Thursday, August 1, 2019

Fast Color (2019)

Score: 4 / 5

In a future world covered in deserts where water is a rare commodity, you might find someone like Mel Gibson in leather or Clint Eastwood slinging guns. Or you might find Gugu Mbatha-raw in this charming little movie that plays like an antidote for the big-budget plot-driven sci-fi superhero flicks of our era. This is an American Midwest story that operates as a chamber piece about the women in a small family, a feminist Black folktale in the form of arthouse indie cinema.

Mbatha-raw plays Ruth, a lone vagrant in the desert wastes prone to seizures. Unfortunately, her seizures seem to cause earthquakes, a phenomenon that has caught the attention of scientists (and maybe the government) who seek to capture and study her. After a narrow escape, Ruth returns to her home, now occupied by her mother Bo (Lorraine Toussaint) and daughter Lila (Saniyya Sidney). These two women share telekinetic powers: they can dissolve and reassemble material objects, and can see a mysterious spectrum of light they call "the colors." Lila has never met her mother, and so the two begin their relationship on timid ground, while Bo and Ruth seem to have some unresolved history.

We learn along with Lila that Ruth once had the same powers as her mother, but they have long since been neglected. The suggestion is that some trauma -- or, perhaps, the normalized trauma enacted on black women in America -- caused Ruth to suppress her abilities, which then manifested as the disastrous seizures we have witnessed. Bo and Lila work with Ruth to make peace with herself, but their idyll is broken when the scientist returns. Eventually, Ruth realizes her potential, breaking the drought and, enabled by the sacrifice of her mother, fleeing with her daughter to a safe haven.

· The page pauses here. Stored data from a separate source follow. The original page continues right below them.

impl<T: SpanExporter> SimpleSpanProcessor<T> {
    /// Create a new [SimpleSpanProcessor] using the provided exporter.
    pub fn new(exporter: T) -> Self {
        Self {
            exporter: Mutex::new(exporter),
            is_shutdown: AtomicBool::new(false),
        }
    }
}

impl<T: SpanExporter> SpanProcessor for SimpleSpanProcessor<T> {
    fn on_end(&self, span: SpanData) {
        if self.is_shutdown.load(Ordering::Relaxed) {
            warn!(
                name: "telemetry.processor.simple.on_end_after_shutdown",
                "span dropped, processor already shut down"
            );
            return;
        }

        let result = self
            .exporter
            .lock()
            .map_err(TelemetryError::from)
            .and_then(|mut exporter| futures_executor::block_on(exporter.export(vec![span])));

        if let Err(err) = result {
            error!(
                name: "telemetry.processor.simple.export_failed",
                error = %err,
                "failed to export span"
            );
        }
    }

    fn force_flush(&self) -> TelemetryResult<()> {
        // spans are exported inline, nothing is buffered
        Ok(())
    }

    fn shutdown(&self) -> TelemetryResult<()> {
        if self.is_shutdown.swap(true, Ordering::Relaxed) {
            return Err(TelemetryError::AlreadyShutdown);
        }
        let mut exporter = self.exporter.lock()?;
        exporter.shutdown();
        Ok(())
    }

    fn set_resource(&mut self, resource: &Resource) {
        if let Ok(exporter) = self.exporter.get_mut() {
            exporter.set_resource(resource);
        }
    }
}

/// Messages sent from the processor handle to the worker thread.
#[derive(Debug)]
enum ControlMessage {
    /// The queue holds at least one full batch.
    BatchReady,
    /// Drain everything and reply on the channel.
    ForceFlush(SyncSender<TelemetryResult<()>>),
    /// Drain everything, shut the exporter down, reply, and exit.
    Shutdown(SyncSender<TelemetryResult<()>>),
    /// Forward the pipeline resource to the exporter.
    SetResource(Resource),
}
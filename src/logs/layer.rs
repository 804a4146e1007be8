use crate::context::Context;
use crate::logs::{LogRecord, LogSink};
use crate::KeyValue;
use std::time::SystemTime;
use tracing_core::{Event, Subscriber};
use tracing_subscriber::layer::Context as LayerContext;
use tracing_subscriber::Layer;

/// A `tracing` layer that converts events into [`LogRecord`]s correlated
/// with the active span.
///
/// If a span is active on the emitting thread when the event fires, its
/// trace and span ids are stamped onto the record; otherwise both are
/// `None` and the record is still delivered.
///
/// # Example
/// ```
/// use tracing_subscriber::prelude::*;
/// use tracepipe::logs::{CorrelationLayer, InMemoryLogSink};
///
/// let sink = InMemoryLogSink::default();
/// let subscriber = tracing_subscriber::registry()
///     .with(CorrelationLayer::new(sink.clone()));
///
/// tracing::subscriber::with_default(subscriber, || {
///     tracing::info!(order_id = 7, "order placed");
/// });
/// assert_eq!(sink.get_records()[0].body, "order placed");
/// ```
#[derive(Debug)]
pub struct CorrelationLayer<K: LogSink> {
    sink: K,
}

impl<K: LogSink> CorrelationLayer<K> {
    /// Create a layer delivering records to the given sink.
    pub fn new(sink: K) -> Self {
        CorrelationLayer { sink }
    }
}

impl<S, K> Layer<S> for CorrelationLayer<K>
where
    S: Subscriber,
    K: LogSink + 'static,
{
    fn on_event(&self, event: &Event<'_>, _ctx: LayerContext<'_, S>) {
        let mut visitor = EventVisitor::default();
        event.record(&mut visitor);

        let (trace_id, span_id) = Context::map_current(|cx| {
            let span_context = cx.span().span_context().clone();
            if span_context.is_valid() {
                (Some(span_context.trace_id()), Some(span_context.span_id()))
            } else {
                (None, None)
            }
        });

        let meta = event.metadata();
        self.sink.emit(LogRecord {
            timestamp: SystemTime::now(),
            severity: meta.level().into(),
            target: meta.target().to_string(),
            body: visitor.body.unwrap_or_default(),
            attributes: visitor.attributes,
            trace_id,
            span_id,
        });
    }
}

#[derive(Default)]
struct EventVisitor {
    body: Option<String>,
    attributes: Vec<KeyValue>,
}

impl tracing::field::Visit for EventVisitor {
    fn record_debug(&mut self, field: &tracing_core::Field, value: &dyn std::fmt::Debug) {
        if field.name() == "message" {
            self.body = Some(format!("{value:?}"));
        } else {
            self.attributes
                .push(KeyValue::new(field.name().to_string(), format!("{value:?}")));
        }
    }

    fn record_str(&mut self, field: &tracing_core::Field, value: &str) {
        if field.name() == "message" {
            self.body = Some(value.to_string());
        } else {
            self.attributes
                .push(KeyValue::new(field.name().to_string(), value.to_string()));
        }
    }

    fn record_bool(&mut self, field: &tracing_core::Field, value: bool) {
        self.attributes
            .push(KeyValue::new(field.name().to_string(), value));
    }

    fn record_f64(&mut self, field: &tracing_core::Field, value: f64) {
        self.attributes
            .push(KeyValue::new(field.name().to_string(), value));
    }

    fn record_i64(&mut self, field: &tracing_core::Field, value: i64) {
        self.attributes
            .push(KeyValue::new(field.name().to_string(), value));
    }

    fn record_u64(&mut self, field: &tracing_core::Field, value: u64) {
        match i64::try_from(value) {
            Ok(signed) => self
                .attributes
                .push(KeyValue::new(field.name().to_string(), signed)),
            Err(_) => self
                .attributes
                .push(KeyValue::new(field.name().to_string(), value.to_string())),
        }
    }

    fn record_error(
        &mut self,
        field: &tracing_core::Field,
        value: &(dyn std::error::Error + 'static),
    ) {
        self.attributes
            .push(KeyValue::new(field.name().to_string(), value.to_string()));
    }
}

Does it all sound a bit weird? It is, but in the best way. Major elements here are laughably bizarre, including Ruth's unexplained control over nature (earthquakes, the drought) and the exact nature of these titular colors we occasionally see but seem to have no concrete significance. And that ending: sure, it's heartbreaking when Bo gives herself up to be studied by the white scientist, but then to have Ruth flee with Lila for a safe haven in...Rome? What?

But there is no denying that these elements mean something to director and writer Julia Hart, whose vision here is myth-making gold. Not unlike the confidence David Lowery has in folktale-craft, Hart here keeps everything at a slow and steady pace, letting us soak in the scenery, details, and characters in peace. And all that's to say nothing of Mbatha-raw's performance, which deftly straddles wry humor and genuine heart, or Toussaint, whose Bo is a creature of rare beauty and grace. And while the performances and aesthetic are entrancing, it's no less brilliant of the film to force its audience to do some work along the way: filling in blanks and allowing the strangeness of Fast Color to charm us.